# WHAT NEEDS TO BE DONE
Exactly and without additions, transcribe the line that contains "token configured: using" and every line after it in the data.

# INPUT DATA
//! Changelog data model.
use chrono::{DateTime, Utc};
use serde::{Deserialize, Serialize};

use crate::forge::{config::DEFAULT_HOST, types::PullRequest};

fn default_host() -> String {
    DEFAULT_HOST.to_string()
}

/// Changelog entry for the pull requests merged between two revisions.
///
/// An empty `from_revision` means "from the beginning of history" and an
/// empty `to_revision` means "unreleased, up to the current tip".
#[derive(Debug, Clone, Default, PartialEq, Eq, Serialize, Deserialize)]
pub struct Section {
    /// Pull requests in merge-time order.
    pub pull_requests: Vec<PullRequest>,
    /// Older boundary: tag, commit sha, or empty for the repository root.
    pub from_revision: String,
    /// Newer boundary: tag, commit sha, next version label, or empty.
    pub to_revision: String,
    /// Commit time of `to_revision`; `None` when it could not be resolved.
    pub changed_at: Option<DateTime<Utc>>,
    pub owner: String,
    pub repo: String,
    /// Forge host used for links.
    #[serde(default = "default_host")]
    pub host: String,
}

/// Sections for every version boundary, newest first.
#[derive(Debug, Clone, Default, PartialEq, Eq, Serialize, Deserialize)]
pub struct Changelog {
    #[serde(rename = "Sections")]
    pub sections: Vec<Section>,
}
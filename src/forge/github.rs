//! Implements the Forge trait for Github
use async_trait::async_trait;
use log::*;
use octocrab::Octocrab;
use reqwest::StatusCode;
use secrecy::ExposeSecret;

use crate::{
    Result,
    error::GhchError,
    forge::{config::RemoteConfig, traits::Forge, types::PullRequest},
};

/// GitHub forge implementation using Octocrab for pull request lookups.
pub struct Github {
    instance: Octocrab,
}

impl Github {
    /// Create GitHub client for the configured host. Without a token the
    /// client is anonymous, which is enough for public repositories.
    pub fn new(config: RemoteConfig) -> Result<Self> {
        let base_uri = config.api_base_uri();
        debug!("using github api: {base_uri}");

        let mut builder = Octocrab::builder().base_uri(base_uri)?;

        if !config.token.expose_secret().is_empty() {
            builder = builder.personal_token(config.token.clone());
        } else {
            warn!("no github token configured: using anonymous api access");
        }

        let instance = builder.build()?;

        Ok(Self { instance })
    }
}

#[async_trait]
impl Forge for Github {
    async fn get_pull_request(
        &self,
        owner: &str,
        repo: &str,
        number: u64,
    ) -> Result<Option<PullRequest>> {
        let result = self.instance.pulls(owner, repo).get(number).await;

        match result {
            Ok(pr) => Ok(Some(PullRequest::from(pr))),
            Err(octocrab::Error::GitHub { source, .. })
                if source.status_code == StatusCode::NOT_FOUND =>
            {
                info!("no pull request found for number: {number}");
                Ok(None)
            }
            Err(err) => {
                let msg = format!(
                    "error getting pull request #{number} for {owner}/{repo}: {err}"
                );
                error!("{msg}");
                Err(GhchError::from(err))
            }
        }
    }
}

# TASK RESPONSE
            warn!("no github token configured: using anonymous api access");
        }

        let instance = builder.build()?;

        Ok(Self { instance })
    }
}

#[async_trait]
impl Forge for Github {
    async fn get_pull_request(
        &self,
        owner: &str,
        repo: &str,
        number: u64,
    ) -> Result<Option<PullRequest>> {
        let result = self.instance.pulls(owner, repo).get(number).await;

        match result {
            Ok(pr) => Ok(Some(PullRequest::from(pr))),
            Err(octocrab::Error::GitHub { source, .. })
                if source.status_code == StatusCode::NOT_FOUND =>
            {
                info!("no pull request found for number: {number}");
                Ok(None)
            }
            Err(err) => {
                let msg = format!(
                    "error getting pull request #{number} for {owner}/{repo}: {err}"
                );
                error!("{msg}");
                Err(GhchError::from(err))
            }
        }
    }
}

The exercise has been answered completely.